Pla estaba en Madrid como enviado de La Veu de Catalunya. Son interesantes sus opiniones de observador directísimo cuando nos suele llegar un relato edulcorado y angelical de aquella República a la que la izquierda atribuye un carácter de normalidad democrática que no tenía. En cierto sentido, en determinados aspectos, vivimos una especie de república coronada, parlamentaria, constitucional, que, sin embargo, no desarma los pertinaces afanes de los proclamados republicanos, probablemente desde pocas lecturas y posturas extremadamente sesgadas.
Ganadas las elecciones por el centro-derecha en 1933, Pla opina: «El señor Azaña y sus amigos (se refiere a los socialistas) creen que por el hecho de no gobernar ellos ya no existe la República». Exactamente lo que ocurre hoy desde esa falsa superioridad moral de que lo que no es izquierda no es democrático, por lo que la izquierda tiene una especie de derecho natural, inapelable, a gobernar.
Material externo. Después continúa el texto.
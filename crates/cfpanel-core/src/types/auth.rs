use serde::{Deserialize, Serialize};

/// Body of `POST /login`
#[derive(Debug, Clone, Serialize, Deserialize)]
pub struct LoginRequest {
    /// Panel account name
    pub username: String,

    /// Panel account password
    pub password: String,
}

/// Body of `POST /api/change_password`
#[derive(Debug, Clone, Serialize, Deserialize)]
pub struct ChangePasswordRequest {
    /// Current password
    pub old_password: String,

    /// Replacement password (the backend requires at least 8 characters)
    pub new_password: String,
}
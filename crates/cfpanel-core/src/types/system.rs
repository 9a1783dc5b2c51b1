use serde::{Deserialize, Serialize};

/// Tool availability reported by `GET /api/check`
///
/// This route is not wrapped in the `ok` envelope.
#[derive(Debug, Clone, Default, Serialize, Deserialize)]
pub struct BackendCheck {
    /// Whether the cloudflared binary is installed and executable
    #[serde(default)]
    pub cloudflared: bool,

    /// Whether the xray binary is installed and executable
    #[serde(default)]
    pub xray: bool,

    /// Backend state directory
    #[serde(default)]
    pub main_dir: String,
}

impl BackendCheck {
    /// Returns true if both tunnel and node binaries are present
    #[must_use]
    pub const fn is_ready(&self) -> bool {
        self.cloudflared && self.xray
    }
}
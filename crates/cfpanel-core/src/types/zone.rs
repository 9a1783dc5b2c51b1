use serde::{Deserialize, Serialize};

use super::common::{loose_text, skip_invalid};

/// A DNS zone controlled by the provider token
///
/// The provider can send `null` for either field; those read as empty.
#[derive(Debug, Clone, PartialEq, Eq, Serialize, Deserialize)]
pub struct Zone {
    /// Provider zone identifier
    #[serde(default, deserialize_with = "loose_text")]
    pub id: String,

    /// Zone apex, e.g. `example.com`
    #[serde(default, deserialize_with = "loose_text")]
    pub name: String,
}

/// Body of `POST /api/zones`
#[derive(Debug, Clone, Serialize, Deserialize)]
pub struct ZonesRequest {
    /// DNS provider API token
    pub token: String,
}

/// Payload of a successful zone listing
#[derive(Debug, Clone, Default, Serialize, Deserialize)]
pub struct ZoneList {
    /// Zones visible to the token
    #[serde(default, deserialize_with = "skip_invalid")]
    pub zones: Vec<Zone>,
}

/// Body of `POST /api/register`
///
/// Every field is sent as typed by the user; the backend does the
/// validation.
#[derive(Debug, Clone, Serialize, Deserialize)]
pub struct RegisterRequest {
    /// DNS provider API token
    pub token: String,

    /// Provider account identifier
    pub account_id: String,

    /// Zone apex the subdomain is created under
    pub domain: String,

    /// Provider zone identifier
    pub zone_id: String,

    /// Subdomain label (empty binds the apex)
    pub subdomain: String,

    /// Local port the tunnel forwards to
    pub local_port: String,

    /// Local service scheme, e.g. `http`
    #[serde(rename = "type")]
    pub service_type: String,
}

/// Payload of a successful registration
#[derive(Debug, Clone, Default, Serialize, Deserialize)]
pub struct Registration {
    /// Fully qualified domain that was bound
    #[serde(default)]
    pub domain: Option<String>,

    /// Set when the binding was saved but the tunnel failed to start
    #[serde(default)]
    pub note: Option<String>,
}

impl Registration {
    /// Returns true if the tunnel process is running for the new binding
    #[must_use]
    pub const fn is_running(&self) -> bool {
        self.note.is_none()
    }
}
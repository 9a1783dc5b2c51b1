use serde::{Deserialize, Serialize};

/// Default local port for a temporary tunnel
pub const DEFAULT_TEMP_PORT: &str = "8080";

/// Body of `POST /api/temp_tunnel`
#[derive(Debug, Clone, Serialize, Deserialize)]
pub struct TempTunnelRequest {
    /// Local port to expose
    pub port: String,
}

impl TempTunnelRequest {
    /// Build a request, falling back to [`DEFAULT_TEMP_PORT`] for an empty port
    #[must_use]
    pub fn for_port(port: &str) -> Self {
        let port = if port.is_empty() { DEFAULT_TEMP_PORT } else { port };
        Self {
            port: port.to_string(),
        }
    }
}

/// Payload of a successful temporary tunnel start
#[derive(Debug, Clone, Default, Serialize, Deserialize)]
pub struct TempTunnel {
    /// Public `*.trycloudflare.com` URL, if it appeared in time
    #[serde(default)]
    pub domain: Option<String>,

    /// PID of the tunnel process
    #[serde(default)]
    pub pid: Option<u32>,
}

/// Body of `POST /api/start_node`
#[derive(Debug, Clone, Default, Serialize, Deserialize)]
pub struct NodeRequest {
    /// Node protocol label, e.g. `VMess` or `VLess`
    #[serde(rename = "type")]
    pub node_type: String,

    /// Public domain the node is reached through
    pub domain: String,

    /// Local listen port
    pub port: String,

    /// WebSocket path
    pub path: String,
}

/// Payload of a successful node start
#[derive(Debug, Clone, Default, Serialize, Deserialize)]
pub struct NodeLaunch {
    /// PID of the proxy process
    #[serde(default)]
    pub pid: Option<u32>,

    /// Client share link (`vmess://` or `vless://`)
    #[serde(default)]
    pub link: Option<String>,
}

#[cfg(test)]
mod tests {
    use super::*;

    #[test]
    fn test_temp_port_defaults() {
        assert_eq!(TempTunnelRequest::for_port("").port, "8080");
        assert_eq!(TempTunnelRequest::for_port("3000").port, "3000");
    }

    #[test]
    fn test_node_request_uses_type_key() {
        let req = NodeRequest {
            node_type: "VLess".into(),
            domain: "n.example.com".into(),
            port: "10000".into(),
            path: "/ws".into(),
        };
        let json = serde_json::to_string(&req).unwrap();
        assert_eq!(
            json,
            r#"{"type":"VLess","domain":"n.example.com","port":"10000","path":"/ws"}"#
        );
    }
}
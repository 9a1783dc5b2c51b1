//! `cfpanel check` - Backend tool availability.

use anyhow::Result;
use colored::Colorize;

use super::Context;
use crate::output::{render, spinner};

pub async fn execute(ctx: Context) -> Result<()> {
    let (_, dashboard) = ctx.dashboard()?;

    let bar = spinner(ctx.output_format, "checking...");
    let result = dashboard.check().await;
    bar.finish_and_clear();
    let check = result?;

    if let Some(text) = render(ctx.output_format, &check)? {
        println!("{text}");
        return Ok(());
    }

    let status = |present: bool| {
        if present {
            "installed".green()
        } else {
            "missing".red()
        }
    };

    println!("{} {}", "Backend:".bold(), ctx.url.cyan());
    println!();
    println!("  {} {}", "cloudflared:".bold(), status(check.cloudflared));
    println!("  {} {}", "xray:".bold(), status(check.xray));
    println!("  {} {}", "data dir:".bold(), check.main_dir);

    if !check.is_ready() {
        println!();
        println!(
            "{}",
            "Some helpers are missing; tunnels or nodes will fail to start.".yellow()
        );
    }
    Ok(())
}
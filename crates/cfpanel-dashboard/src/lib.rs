//! Dashboard controller for the cfpanel tunnel panel.
//!
//! [`Dashboard`] wires each user gesture to one backend call and one update
//! of an explicit [`ViewState`]. Blocking dialogs go through the injected
//! [`Prompt`] capability and the backend through [`PanelApi`], so the whole
//! controller runs headless in tests.
//!
//! ```rust,ignore
//! let dashboard = Dashboard::new(Arc::new(client), Arc::new(prompt), Some("admin"));
//! dashboard.update_forms(|f| f.token = token.into()).await;
//! dashboard.load_zones().await?;
//! ```

mod actions;
mod backend;
mod controller;
mod outcome;
mod prompt;
mod state;
mod zones;

#[cfg(test)]
mod test_utils;

pub use actions::{ActionTable, RowAction, RowHandler};
pub use backend::PanelApi;
pub use cfpanel_core::{PanelError, Result};
pub use controller::Dashboard;
pub use outcome::{FollowUp, Outcome, FOLLOW_UP_DELAY};
pub use prompt::Prompt;
pub use state::*;
pub use zones::{SelectOption, ZoneKey, ZoneOption, ZoneTable, ZONE_PLACEHOLDER};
A veces con trampas.
Sobre Azaña escribe también: «Es un hombre que improvisa, que se abandona a la corriente más favorable, que disimula su vaciedad esencial, su falta absoluta de plan» y «Azaña duda de todo, por eso los extremismos no hubieran podido desear nada mejor que encontrarse con un Kerenski de Alcalá de Henares al frente del Gobierno». Kerenski propició, sin quererlo, pero sin tener ni firmeza ni altura de miras para evitarlo, el golpe de Estado de Lenin que llevó a Rusia a la dictadura soviética.
Insiste Pla en la política vacía y peligrosa de Azaña y sus aliados socialistas: «A través de los enjuagues parlamentarios, el procedimiento para implantar su política se convertirá en un enorme excitante de las pasiones nacionales y hará correr mucha sangre» porque «se olvida que la primera finalidad de un Estado es evitar que se devoren mutuamente los ciudadanos».
Se lamenta Pla de un Estado «considerado como un establecimiento de beneficencia formidable» porque «estamos haciendo una política de país rico». Y se pregunta: «¿Y quién paga todo esto?». Sobre la falta de autoridad del Gobierno, escribe: «Los hombres se gobiernan manteniendo, sobre los intereses opuestos, una autoridad permanente». ¿Qué realidades y carencias actuales nos recuerda la opinión de Pla?
También lamenta el gran cronista que «los españoles sólo podemos ser perseguidores y perseguidos», y asevera: «Se ha comprobado una vez más que si destruir está al alcance de todas las inteligencias, conservar es lo más elevado y noble que se puede hacer en este mundo». En nuestros días padecemos al mayor destructor de acuerdos, compromisos y consensos, abriendo brechas y creando problemas dónde no los había. Y se le consiente desde una ceguera inútil, sin una protesta, un gesto o una palabra. Nadie asume evitarlo
En abril de 1936 vuelve Pla a Barcelona y no teme un levantamiento militar sino la revolución que había anunciado Largo Caballero en sus incendiarios discursos si el Frente Popular ganaba las elecciones. El cronista había vivido la revolución de Asturias en octubre de 1934, protagonizada por socialistas, comunistas y anarquistas, contra el legítimo Gobierno republicano de centro-derecha salido de las urnas de 1933. Escribe: «He vuelto de Madrid enormemente preocupado porque la revolución y la guerra civil son inminentes». Y apostilla: «La atmósfera de Madrid es asfixiante».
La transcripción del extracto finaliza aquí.